Henry and Rafe nodded in agreement.
“That’s what Jake figured, but it’s little comfort to poor Henry here. He thought he was going to die from carbon dioxide before anyone got him out of there. I think Jake’s right on the money. Someone from among us is trying to make trouble, but I can’t figure out why.”
“Someone broke into my house while I was at your place this morning,” I said.
“Did they get anything?”
I thought about the letters. “No, not that I can see. It just unnerves me, and the duplicate key to my house is missing.”
“The yeast,” Henry croaked.
“Don’t worry about it, old man,” Rafe said. “I just ordered more before I came here. It should arrive tomorrow, and we’ll be back in business.”
“Does someone intend to use the stolen yeast?” Henry asked. He coughed and sat further up in bed. “Who? The other brewers have their own yeast for ale, unless Hera here is making a new ale by moonlight.”
It was a joke, and we all knew it. Rafe and I laughed, and Henry gave forth a kind of snort, dislodged his tubes, and had to replace them. Still, I worried about the remark. With the break-in and my key gone, I wondered what other trouble was afoot. Jake’s words returned to me. I was certain he would find the yeast. I just wasn’t certain where, and I hoped it wouldn’t be in my brew barn, planted there to make me look guilty.
Tom stuck his head into the room and said, “Visiting time’s over, folks. This man needs his rest.” I patted Henry’s hand and gave him a kiss on the cheek, and Rafe and I left.
On the way down in the elevator, Rafe turned to me and asked, “What’s worrying you?”
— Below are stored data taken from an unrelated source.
use std::sync::OnceLock;

/// Exactly-once lazy slot for the shared reference state.
///
/// The first caller of [`ReferenceCell::get_or_compute`] runs the computation
/// while holding the cell; callers arriving during that time block until it is
/// stored, callers arriving later read the stored value. The value is never
/// replaced.
pub struct ReferenceCell<R> {
    slot: OnceLock<R>,
}

impl<R> Default for ReferenceCell<R> {
    fn default() -> Self {
        Self::new()
    }
}

impl<R> ReferenceCell<R> {
    pub fn new() -> Self {
        ReferenceCell {
            slot: OnceLock::new(),
        }
    }

    /// `compute` must not wait on work scheduled on the pool that is calling this.
    pub fn get_or_compute(&self, compute: impl FnOnce() -> R) -> &R {
        self.slot.get_or_init(compute)
    }

    pub fn into_inner(self) -> Option<R> {
        self.slot.into_inner()
    }
}

#[cfg(test)]
mod tests {
    use super::*;
    use std::sync::atomic::{AtomicUsize, Ordering};
    use std::time::Duration;

    #[test]
    fn racing_threads_compute_once() {
        let cell = ReferenceCell::new();
        let calls = AtomicUsize::new(0);
        let seen: Vec<i32> = std::thread::scope(|s| {
            let handles: Vec<_> = (0..16)
                .map(|t| {
                    let cell = &cell;
                    let calls = &calls;
                    s.spawn(move || {
                        *cell.get_or_compute(|| {
                            calls.fetch_add(1, Ordering::SeqCst);
                            std::thread::sleep(Duration::from_millis(20));
                            t
                        })
                    })
                })
                .collect();
            handles.into_iter().map(|h| h.join().unwrap()).collect()
        });
        assert_eq!(calls.load(Ordering::SeqCst), 1);
        // everybody sees the same winner
        let winner = cell.into_inner().unwrap();
        assert!(seen.iter().all(|&v| v == winner));
    }

    #[test]
    fn untouched_cell_is_empty() {
        let cell: ReferenceCell<u8> = ReferenceCell::default();
        assert!(cell.into_inner().is_none());
    }
}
“Nothing. Nothing. I just think I should change the locks on my house and my barn.”
“Good idea. Got someone to do it for you? I could send over one of my men.”
“Thanks, but I’ll have Jeremiah do it tomorrow.”
“We’re all getting edgy with the murder and now this. Who’s behind this. Any ideas?”
“Why ask me?” I heard the tone in my voice. It was sharp. “Sorry. I am on edge.” I touched Rafe’s arm and gave him an apologetic smile.
“The reason I asked is you’ve been here for years, and you know all the people in this valley. They were your friends and acquaintances even before your dad went into the business.”
True. Everyone was familiar to me with the exception of Francine, whom none of us knew well. “I can’t think who would do all this,” I said.
“Come by for a drink?” Rafe asked.
“Thanks, but I’ve got to run. I need to catch up on some reading.” Past and present had to be linked in some way. Perhaps I might find the connection in my father’s letters. They might help me understand my father better, perhaps lead me to someone who hated him enough to want him dead.